Tristán Narvaja
Fin de semana sin niños, nos despertamos al mediodía, miramos por la ventana, sol radiante y nos propusimos arrancar para Tristán Narvaja. Como quien planea alguna clase de deporte extremo del estilo de tirarse en tirolesa entre las torres del WTC, practicar caída libre desde el puente de las Américas o longboard a contramano en el Viaducto, pintó la idea de un choripan en el carrito. Es que, pasados los 40, debe haber pocas cosas más vertiginosas que un chorizo con picantina…
Normalmente soy reacia a la feria de Tristán Narvaja por varios motivos: el primero es que a la contraparte le gusta ir a Tristán Narvaja pero sin pisar Tristán Narvaja. Le fascinan las laterales, soleadas, atiborradas de gente y cachivaches. A mi me gusta más la parte de los libros y las casas de antigüedades. Cuestión de gustos.
Otro motivo para no querer ir con los niños es que el chico no entiende el sentido turístico del asunto y requiere salir de allí con alguna adquisición. Desde que pisa la feria comienza a querer todo lo que ve y lo mismo nos venimos con un juego trucho para el Play Station que con un conejo o una cotorrita australiana. La nena, en cambio, anda ahí, resignada y nos mira con condescendencia cuando le decimos: Mirá, mirá, así eran los teléfonos antes, mira la ruedita, mirá…
Hoy andábamos, entonces, con la única adrenalina del choripan que sellaría el paseo, mirando tranquilamente. Recordando, tratando de averiguar si las leyes del mercado se aplican a esta feria: existirá la más remota posibilidad de que alguien compre esos zapatos abollados, del tiempo de María Castaña?
Mi marido disfruta de ir conmigo porque mi ignorancia le permite hacer alarde de su conocimiento holístico y mostrarme para qué sirve cada pendorcho o artefacto que yace tirado sobre las lonas de la feria. A veces la pifia, como hoy cuando, parados frente a una cosa de varias puntas, me dice con suficiencia: es un espeto para asar el lechón. Ante mi carita descreída, el viejo lo corrige: No señor, es un para rayos…

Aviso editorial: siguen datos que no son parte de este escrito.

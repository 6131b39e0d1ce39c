//! Subscription registry and in-order delivery for the in-memory store.

use crate::connection::SubscriptionObserver;
use crate::types::{CorrelationId, DropReason, RecordedEvent, SubscriptionConfirmation};
use parking_lot::{Mutex, RwLock};
use std::collections::{HashMap, VecDeque};
use std::sync::Arc;

/// Internal subscription state.
pub(super) struct Subscription {
    pub(super) stream_id: String,
    pub(super) resolve_link_tos: bool,
    observer: Arc<dyn SubscriptionObserver>,
}

enum Delivery {
    Confirmed(CorrelationId, SubscriptionConfirmation),
    Event(CorrelationId, RecordedEvent),
    Dropped(Arc<dyn SubscriptionObserver>, DropReason),
}

#[derive(Default)]
struct Outbox {
    queue: VecDeque<Delivery>,
    /// Some thread is draining the queue.
    draining: bool,
}

/// Tracks live subscriptions and delivers to them in enqueue order.
///
/// Callbacks never run under a registry lock, so observers may subscribe,
/// unsubscribe, or append from inside a callback; anything they trigger is
/// queued behind the delivery in progress.
#[derive(Default)]
pub(super) struct SubscriptionRegistry {
    subscriptions: RwLock<HashMap<CorrelationId, Subscription>>,
    outbox: Mutex<Outbox>,
}

impl SubscriptionRegistry {
    pub(super) fn register(
        &self,
        id: CorrelationId,
        stream_id: &str,
        resolve_link_tos: bool,
        observer: Arc<dyn SubscriptionObserver>,
        confirmation: SubscriptionConfirmation,
    ) {
        self.subscriptions.write().insert(
            id,
            Subscription {
                stream_id: stream_id.to_string(),
                resolve_link_tos,
                observer,
            },
        );
        self.enqueue(Delivery::Confirmed(id, confirmation));
    }

    /// Remove a subscription and tell its observer. False if unknown.
    pub(super) fn remove(&self, id: CorrelationId, reason: DropReason) -> bool {
        match self.subscriptions.write().remove(&id) {
            Some(sub) => {
                self.enqueue(Delivery::Dropped(sub.observer, reason));
                true
            }
            None => false,
        }
    }

    /// Remove every subscription, telling each observer why.
    pub(super) fn remove_all(&self, reason: DropReason) -> usize {
        let drained: Vec<Subscription> =
            self.subscriptions.write().drain().map(|(_, s)| s).collect();
        let count = drained.len();
        for sub in drained {
            self.enqueue(Delivery::Dropped(sub.observer, reason.clone()));
        }
        count
    }

    /// Queue `event` for every subscriber of its stream. `resolve` maps the
    /// stored event to what a link-resolving subscriber should see.
    pub(super) fn publish<F>(&self, event: &RecordedEvent, resolve: F)
    where
        F: Fn(&RecordedEvent) -> RecordedEvent,
    {
        let subs = self.subscriptions.read();
        for (id, sub) in subs.iter() {
            if sub.stream_id != event.stream_id {
                continue;
            }
            let delivered = if sub.resolve_link_tos {
                resolve(event)
            } else {
                event.clone()
            };
            self.enqueue(Delivery::Event(*id, delivered));
        }
    }

    pub(super) fn count(&self) -> usize {
        self.subscriptions.read().len()
    }

    fn enqueue(&self, delivery: Delivery) {
        self.outbox.lock().queue.push_back(delivery);
    }

    /// Deliver queued callbacks on this thread, unless another thread (or an
    /// outer frame of this one) already is.
    pub(super) fn flush(&self) {
        {
            let mut outbox = self.outbox.lock();
            if outbox.draining {
                return;
            }
            outbox.draining = true;
        }

        loop {
            let next = {
                let mut outbox = self.outbox.lock();
                match outbox.queue.pop_front() {
                    Some(delivery) => delivery,
                    None => {
                        outbox.draining = false;
                        return;
                    }
                }
            };
            self.deliver(next);
        }
    }

    fn deliver(&self, delivery: Delivery) {
        match delivery {
            Delivery::Confirmed(id, confirmation) => {
                if let Some(observer) = self.observer(id) {
                    observer.on_confirmed(confirmation);
                }
            }
            Delivery::Event(id, event) => {
                // Skip subscriptions cancelled after the event was queued.
                if let Some(observer) = self.observer(id) {
                    observer.on_event(event);
                }
            }
            Delivery::Dropped(observer, reason) => observer.on_dropped(reason),
        }
    }

    fn observer(&self, id: CorrelationId) -> Option<Arc<dyn SubscriptionObserver>> {
        self.subscriptions
            .read()
            .get(&id)
            .map(|sub| Arc::clone(&sub.observer))
    }
}
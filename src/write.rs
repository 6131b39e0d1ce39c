//! Write responses as a waitable promise.

use crate::connection::WriteResponder;
use crate::error::{ClientError, Result};
use crate::types::WriteResult;
use crossbeam_channel::{bounded, Receiver, RecvTimeoutError};
use std::time::Duration;
use tracing::warn;

/// The eventual outcome of one `write_events` call.
///
/// Resolves to the store's response when its result code is `Success`, and
/// to [`ClientError::WriteConflict`] carrying the full response otherwise.
#[derive(Debug)]
pub struct PendingWrite {
    stream_id: String,
    receiver: Receiver<WriteResult>,
}

impl PendingWrite {
    pub(crate) fn new(stream_id: &str) -> (WriteResponder, Self) {
        let (sender, receiver) = bounded(1);
        let responder: WriteResponder = Box::new(move |result| {
            let _ = sender.send(result);
        });
        let pending = Self {
            stream_id: stream_id.to_string(),
            receiver,
        };
        (responder, pending)
    }

    /// Block until the store responds.
    pub fn wait(self) -> Result<WriteResult> {
        match self.receiver.recv() {
            Ok(response) => self.settle(response),
            Err(_) => Err(ClientError::ConnectionClosed),
        }
    }

    /// Block until the store responds or `timeout` passes. A timed-out
    /// write may still be waited on again.
    pub fn wait_timeout(&self, timeout: Duration) -> Result<WriteResult> {
        match self.receiver.recv_timeout(timeout) {
            Ok(response) => self.settle(response),
            Err(RecvTimeoutError::Timeout) => Err(ClientError::Timeout(timeout)),
            Err(RecvTimeoutError::Disconnected) => Err(ClientError::ConnectionClosed),
        }
    }

    fn settle(&self, response: WriteResult) -> Result<WriteResult> {
        if response.is_success() {
            return Ok(response);
        }
        warn!(
            stream = %self.stream_id,
            result = ?response.result,
            message = %response.message,
            "write rejected"
        );
        Err(ClientError::WriteConflict(Box::new(response)))
    }
}

#[cfg(test)]
mod tests {
    use super::*;
    use crate::types::OperationResult;

    fn response(result: OperationResult) -> WriteResult {
        WriteResult {
            result,
            message: String::new(),
            first_event_number: None,
            last_event_number: None,
        }
    }

    #[test]
    fn test_success_resolves() {
        let (responder, pending) = PendingWrite::new("orders-1");
        responder(response(OperationResult::Success));
        assert!(pending.wait().is_ok());
    }

    #[test]
    fn test_any_other_code_rejects_with_response() {
        let (responder, pending) = PendingWrite::new("orders-1");
        responder(response(OperationResult::CommitTimeout));
        match pending.wait() {
            Err(ClientError::WriteConflict(r)) => {
                assert_eq!(r.result, OperationResult::CommitTimeout)
            }
            other => panic!("Expected WriteConflict, got {:?}", other),
        }
    }

    #[test]
    fn test_dropped_responder_is_connection_closed() {
        let (responder, pending) = PendingWrite::new("orders-1");
        drop(responder);
        assert!(matches!(pending.wait(), Err(ClientError::ConnectionClosed)));
    }

    #[test]
    fn test_wait_timeout_then_wait_again() {
        let (responder, pending) = PendingWrite::new("orders-1");
        assert!(matches!(
            pending.wait_timeout(Duration::from_millis(5)),
            Err(ClientError::Timeout(_))
        ));
        responder(response(OperationResult::Success));
        assert!(pending.wait_timeout(Duration::from_millis(5)).is_ok());
    }
}
use crate::error::ClientError;
use crate::types::RecordedEvent;

/// Producer side of an event sequence.
///
/// Readers publish into a sink rather than owning a sequence, so the
/// catch-up reader can interpose on their output.
pub trait EventSink: Send + Sync {
    /// Queue an event. Returns false once the sink no longer accepts events.
    fn produce(&self, event: RecordedEvent) -> bool;

    /// Signal clean completion.
    fn end(&self);

    /// Signal failure.
    fn fail(&self, error: ClientError);
}
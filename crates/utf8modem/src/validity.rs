//! Well-formedness classification without handler events.

use crate::state::{LEADS, is_continuation};

/// The UTF-8 validity of a byte range.
///
/// ```
/// use utf8modem::{Validity, classify};
///
/// assert_eq!(classify(b"plain"), Validity::Ascii);
/// assert_eq!(classify("d\u{e9}j\u{e0}".as_bytes()), Validity::Utf8);
/// assert_eq!(classify(b"\xE2\x82"), Validity::Truncated { pending: 2, missing: 1 });
/// assert_eq!(classify(b"\xED\xA0"), Validity::Malformed);
/// ```
#[derive(Debug, Clone, Copy, PartialEq, Eq, Hash)]
#[cfg_attr(feature = "serde", derive(serde::Serialize, serde::Deserialize))]
pub enum Validity {
    /// Only bytes in `0x00..=0x7F`.
    Ascii,
    /// Complete, well-formed UTF-8 with at least one multi-byte sequence.
    Utf8,
    /// Well-formed so far, but the range ends inside a multi-byte sequence.
    Truncated {
        /// Trailing bytes of the unfinished sequence (1..=3). These are the
        /// bytes to carry over when more input arrives.
        pending: u8,
        /// Bytes still needed to complete the sequence (1..=3).
        missing: u8,
    },
    /// Malformed UTF-8; no amount of further input can fix it.
    Malformed,
}

impl Validity {
    /// Well-formed and complete: [`Validity::Ascii`] or [`Validity::Utf8`].
    #[must_use]
    pub const fn is_fully_valid(self) -> bool {
        matches!(self, Validity::Ascii | Validity::Utf8)
    }

    /// Well-formed so far, possibly needing more bytes.
    #[must_use]
    pub const fn is_valid_or_truncated(self) -> bool {
        !matches!(self, Validity::Malformed)
    }

    /// Number of trailing bytes to carry into the next read; zero unless
    /// truncated.
    #[must_use]
    pub const fn pending(self) -> usize {
        match self {
            Validity::Truncated { pending, .. } => pending as usize,
            _ => 0,
        }
    }
}

/// Classifies `bytes` as pure ASCII, valid UTF-8, truncated UTF-8 or
/// malformed.
///
/// A sub-range `from..to` of a buffer is classified with
/// `classify(&buffer[from..to])`. The result agrees with decoding the same
/// bytes: [`Validity::is_fully_valid`] holds exactly when decoding through
/// [`crate::finish`] reports no error, and a truncated result is reported only
/// when every byte so far could still begin a valid stream. In particular
/// `0xED` followed by `0xA0..=0xBF` is malformed even at the very end.
#[must_use]
pub fn classify(bytes: &[u8]) -> Validity {
    let Some(first) = bytes.iter().position(|&b| b >= 0x80) else {
        return Validity::Ascii;
    };

    let len = bytes.len();
    let mut i = first;
    while i < len {
        let b1 = bytes[i];
        if b1 < 0x80 {
            i += 1;
            continue;
        }

        let lead = LEADS[b1 as usize];
        let width = lead.width as usize;
        if width < 2 {
            return Validity::Malformed;
        }

        let available = width.min(len - i);
        let sequence = &bytes[i..i + available];
        if let Some(&b2) = sequence.get(1) {
            if b2 < lead.lo || b2 > lead.hi {
                return Validity::Malformed;
            }
        }
        if sequence.iter().skip(2).any(|&b| !is_continuation(b)) {
            return Validity::Malformed;
        }

        if available < width {
            #[expect(clippy::cast_possible_truncation)]
            let (pending, missing) = (available as u8, (width - available) as u8);
            return Validity::Truncated { pending, missing };
        }
        i += width;
    }

    Validity::Utf8
}
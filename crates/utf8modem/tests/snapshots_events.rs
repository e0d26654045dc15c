#![expect(missing_docs)]

use core::fmt::{self, Write};

use utf8modem::{ByteHandler, Utf8Decoder, code_point_2, code_point_3, code_point_4};

#[derive(Default)]
struct Render(String);

impl Render {
    fn continuation(&mut self, consumed: &[u8], next: Option<u8>) -> fmt::Result {
        match next {
            Some(byte) => writeln!(self.0, "continuation-error {consumed:02X?} next {byte:02X}"),
            None => writeln!(self.0, "continuation-error {consumed:02X?} next EOF"),
        }
    }
}

impl ByteHandler for Render {
    type Error = fmt::Error;

    fn handle_ascii(&mut self, b1: u8) -> fmt::Result {
        writeln!(self.0, "ascii {b1:02X}")
    }

    fn handle_2_bytes(&mut self, b1: u8, b2: u8) -> fmt::Result {
        writeln!(self.0, "two {b1:02X} {b2:02X} U+{:04X}", code_point_2(b1, b2))
    }

    fn handle_3_bytes(&mut self, b1: u8, b2: u8, b3: u8) -> fmt::Result {
        let cp = code_point_3(b1, b2, b3);
        writeln!(self.0, "three {b1:02X} {b2:02X} {b3:02X} U+{cp:04X}")
    }

    fn handle_4_bytes(&mut self, b1: u8, b2: u8, b3: u8, b4: u8) -> fmt::Result {
        let cp = code_point_4(b1, b2, b3, b4);
        writeln!(self.0, "four {b1:02X} {b2:02X} {b3:02X} {b4:02X} U+{cp:04X}")
    }

    fn handle_prefix_error(&mut self, b1: u8) -> fmt::Result {
        writeln!(self.0, "prefix-error {b1:02X}")
    }

    fn handle_continuation_error_1(&mut self, b1: u8, next: Option<u8>) -> fmt::Result {
        self.continuation(&[b1], next)
    }

    fn handle_continuation_error_2(&mut self, b1: u8, b2: u8, next: Option<u8>) -> fmt::Result {
        self.continuation(&[b1, b2], next)
    }

    fn handle_continuation_error_3(
        &mut self,
        b1: u8,
        b2: u8,
        b3: u8,
        next: Option<u8>,
    ) -> fmt::Result {
        self.continuation(&[b1, b2, b3], next)
    }

    fn handle_ignored_byte(&mut self, b: u8) -> fmt::Result {
        writeln!(self.0, "ignored {b:02X}")
    }
}

fn render(chunks: &[&[u8]]) -> String {
    let mut decoder = Utf8Decoder::new(Render::default());
    for chunk in chunks {
        decoder.feed(chunk).unwrap();
        let state = decoder.state();
        writeln!(decoder.handler_mut().0, "== {state:?}").unwrap();
    }
    let mut render = decoder.finish().unwrap();
    render.0.push_str("== finish\n");
    render.0
}

#[test]
fn snapshot_valid_sequences_split_across_chunks() {
    let chunks: [&[u8]; 3] = [b"a\xE2\x82", b"\xACb\xF0\x9F", b"\x98\x80"];
    insta::assert_snapshot!(render(&chunks), @r"
    ascii 61
    == Incomplete([E2, 82])
    three E2 82 AC U+20AC
    ascii 62
    == Incomplete([F0, 9F])
    four F0 9F 98 80 U+1F600
    == Complete(U+1F600)
    == finish
    ");
}

#[test]
fn snapshot_malformed_sequences_split_across_chunks() {
    let chunks: [&[u8]; 3] = [b"\xED\xA0", b"\x80\xC0", b"\xE2"];
    insta::assert_snapshot!(render(&chunks), @r"
    continuation-error [ED] next A0
    ignored A0
    == SurrogatePrefix
    ignored 80
    prefix-error C0
    == Error
    == Incomplete([E2])
    continuation-error [E2] next EOF
    == finish
    ");
}

#[test]
fn snapshot_two_byte_and_interrupted_sequences() {
    let chunks: [&[u8]; 2] = [b"\xC3\xA9\xE2\x82", b"A\xF4\x90"];
    insta::assert_snapshot!(render(&chunks), @r"
    two C3 A9 U+00E9
    == Incomplete([E2, 82])
    continuation-error [E2, 82] next 41
    ascii 41
    continuation-error [F4] next 90
    prefix-error 90
    == Error
    == finish
    ");
}
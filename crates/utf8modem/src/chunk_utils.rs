use alloc::vec::Vec;

/// Split `payload` into approximately equal-sized chunks.
///
/// Chunk boundaries fall on arbitrary bytes, so multi-byte sequences are
/// routinely cut in half: exactly the input a streaming decoder must handle.
///
/// # Panics
///
/// Panics if `parts` is zero.
#[must_use]
pub fn produce_chunks(payload: &[u8], parts: usize) -> Vec<&[u8]> {
    assert!(parts > 0);
    let chunk_size = payload.len().div_ceil(parts).max(1);
    payload.chunks(chunk_size).collect()
}

/// Return a sequence of prefixes converging to `payload`.
///
/// # Panics
///
/// Panics if `parts` is zero.
#[must_use]
pub fn produce_prefixes(payload: &[u8], parts: usize) -> Vec<&[u8]> {
    let chunks = produce_chunks(payload, parts);
    let mut prefixes = Vec::with_capacity(chunks.len());
    let mut end = 0;
    for chunk in chunks {
        end += chunk.len();
        prefixes.push(&payload[..end]);
    }
    prefixes
}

Y así seguimos, entre cajitas de fósforos, tarjetas de teléfono, azulejos viejos, revistas, libros …Me acabo de dar cuenta que compré, por segunda vez, el libro agotado de Szafir y Venturini sobre Responsabilidad Civil de los Médicos, un detalle.
Me encontré con un mimeógrafo que no pude resistir oler, para transportarme a los aromas de la escuela…Recuerdo todavía aquellas hojas amarillas y el honor que era que la maestra te eligiera para dale vueltas a la manija.
Seguimos entre caireles, relojes, barómetros, balanzas y hasta una máquina tituladora de hilo con explicación incluida.
Sin embargo el objeto que más me conmovió fue un portarretratos, con la foto de una pareja, el vidrio cascado y la imagen algo estropeada. Desde allí, desde el piso de la feria, el hombre y la mujer miraban a la cámara con ilusión de eternidad y me llené de realidad y de tristeza.
Siempre creí que la única eternidad posible es la memoria, el recuerdo de alguien que le muestre a la muerte que no puede llevarse todo.
Qué pudo haber salido mal para que estos dos estuvieran tan cerca de la soledad?
Debí comprar la foto, ponerles nombres, imaginar su historia, sus logros, sus anhelos.
Me distraje con el hombre orquesta, que se contorsionaba con estruendo en una esquina y los empujé yo también, y sin quererlo, hacia las oscuridades del olvido.